Mr. Medwin's lips moved--he murmured something about "living again
in the Lord."

Innocent did not hear,--she was absorbed in her own mental problem
and anxious to put it before him.

"Listen!" she said--"When Priscilla told me Dad was really dead--
that he would never get off the bed where he lay so cold and white
and peaceful,--that he would never speak to me again, I said she
was wrong--that it could not be. I told her he would wake
presently and laugh at us all for being so foolish as to think him
dead. Even Hero, our mastiff, does not believe it, for he has
stayed all morning by the bedside and no one dare touch him to
take him away.
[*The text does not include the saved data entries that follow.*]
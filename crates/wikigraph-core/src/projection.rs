//! # Projections
//!
//! Naming and lifecycle vocabulary for the ephemeral in-memory graphs the
//! native algorithm engine runs on.
//!
//! A projection lives for exactly one algorithm invocation. Its name is the
//! algorithm's prefix plus a caller-supplied unique token, so two concurrent
//! invocations of the same algorithm never touch each other's projection.

use serde::{Deserialize, Serialize};
use std::fmt;

/// The three native algorithms the service drives.
#[derive(Debug, Clone, Copy, PartialEq, Eq, Hash, Serialize, Deserialize)]
#[serde(rename_all = "snake_case")]
pub enum AlgorithmKind {
    PageRank,
    Louvain,
    NodeSimilarity,
}

impl AlgorithmKind {
    /// Name reported in the `algorithm` field of a report.
    #[must_use]
    pub const fn display_name(self) -> &'static str {
        match self {
            Self::PageRank => "PageRank",
            Self::Louvain => "Louvain",
            Self::NodeSimilarity => "Node Similarity",
        }
    }

    /// Projection name prefix.
    #[must_use]
    pub const fn projection_prefix(self) -> &'static str {
        match self {
            Self::PageRank => "articles-pagerank",
            Self::Louvain => "articles-louvain",
            Self::NodeSimilarity => "articles-similarity",
        }
    }

    /// Whether the projection treats REFERS_TO as undirected.
    #[must_use]
    pub const fn undirected(self) -> bool {
        matches!(self, Self::Louvain)
    }
}

impl fmt::Display for AlgorithmKind {
    fn fmt(&self, f: &mut fmt::Formatter<'_>) -> fmt::Result {
        f.write_str(self.display_name())
    }
}

/// Name of one projection in the engine's catalog.
#[derive(Debug, Clone, PartialEq, Eq, Hash, Serialize, Deserialize)]
pub struct ProjectionName {
    kind: AlgorithmKind,
    name: String,
}

impl ProjectionName {
    /// `<prefix>-<token>`. The token must be unique per invocation.
    #[must_use]
    pub fn unique(kind: AlgorithmKind, token: &str) -> Self {
        Self {
            kind,
            name: format!("{}-{token}", kind.projection_prefix()),
        }
    }

    /// Recognize a catalog entry created by this service.
    ///
    /// Returns `None` for names without one of the algorithm prefixes or
    /// with an empty token, so projections owned by anyone else are never
    /// touched.
    #[must_use]
    pub fn parse(name: &str) -> Option<Self> {
        [
            AlgorithmKind::PageRank,
            AlgorithmKind::Louvain,
            AlgorithmKind::NodeSimilarity,
        ]
        .into_iter()
        .find_map(|kind| {
            let token = name.strip_prefix(kind.projection_prefix())?.strip_prefix('-')?;
            (!token.is_empty()).then(|| Self {
                kind,
                name: name.to_string(),
            })
        })
    }

    #[must_use]
    pub fn kind(&self) -> AlgorithmKind {
        self.kind
    }

    #[must_use]
    pub fn as_str(&self) -> &str {
        &self.name
    }
}

impl fmt::Display for ProjectionName {
    fn fmt(&self, f: &mut fmt::Formatter<'_>) -> fmt::Result {
        f.write_str(&self.name)
    }
}

/// Steps of one native invocation, in order.
///
/// `Dropping` is only used by the startup sweep of stale projections.
/// `Fallback` is entered from `Creating` or `Running` on any failure.
/// `Teardown` is entered whenever `Creating` succeeded, whatever happens
/// afterwards.
#[derive(Debug, Clone, Copy, PartialEq, Eq, Hash, PartialOrd, Ord)]
pub enum ProjectionStage {
    Idle,
    Dropping,
    Creating,
    Running,
    Collecting,
    Teardown,
    Done,
    Fallback,
}

impl ProjectionStage {
    /// Whether a projection may exist in the engine at this stage.
    #[must_use]
    pub const fn holds_projection(self) -> bool {
        matches!(
            self,
            Self::Creating | Self::Running | Self::Collecting | Self::Teardown
        )
    }

    #[must_use]
    pub const fn as_str(self) -> &'static str {
        match self {
            Self::Idle => "idle",
            Self::Dropping => "dropping",
            Self::Creating => "creating",
            Self::Running => "running",
            Self::Collecting => "collecting",
            Self::Teardown => "teardown",
            Self::Done => "done",
            Self::Fallback => "fallback",
        }
    }
}

impl fmt::Display for ProjectionStage {
    fn fmt(&self, f: &mut fmt::Formatter<'_>) -> fmt::Result {
        f.write_str(self.as_str())
    }
}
And just now Priscilla has been with me, crying
very much--and she says I must not grieve,--because Dad is gone to
a better world. Then surely he must be alive if he is able to go
anywhere, must he not? I asked her what she knew about this better
world, and she cried again and said indeed she knew nothing except
what she had been taught in her Catechism. I have read the
Catechism and it seems to me very stupid and unnatural--perhaps
because I do not understand it. Can you tell me about this better
world?"

Mr. Medwin's lips moved again. He cleared his throat.

"I'm afraid," he observed--"I'm very much afraid, my poor child,
that you have been brought up in a sad state of ignorance."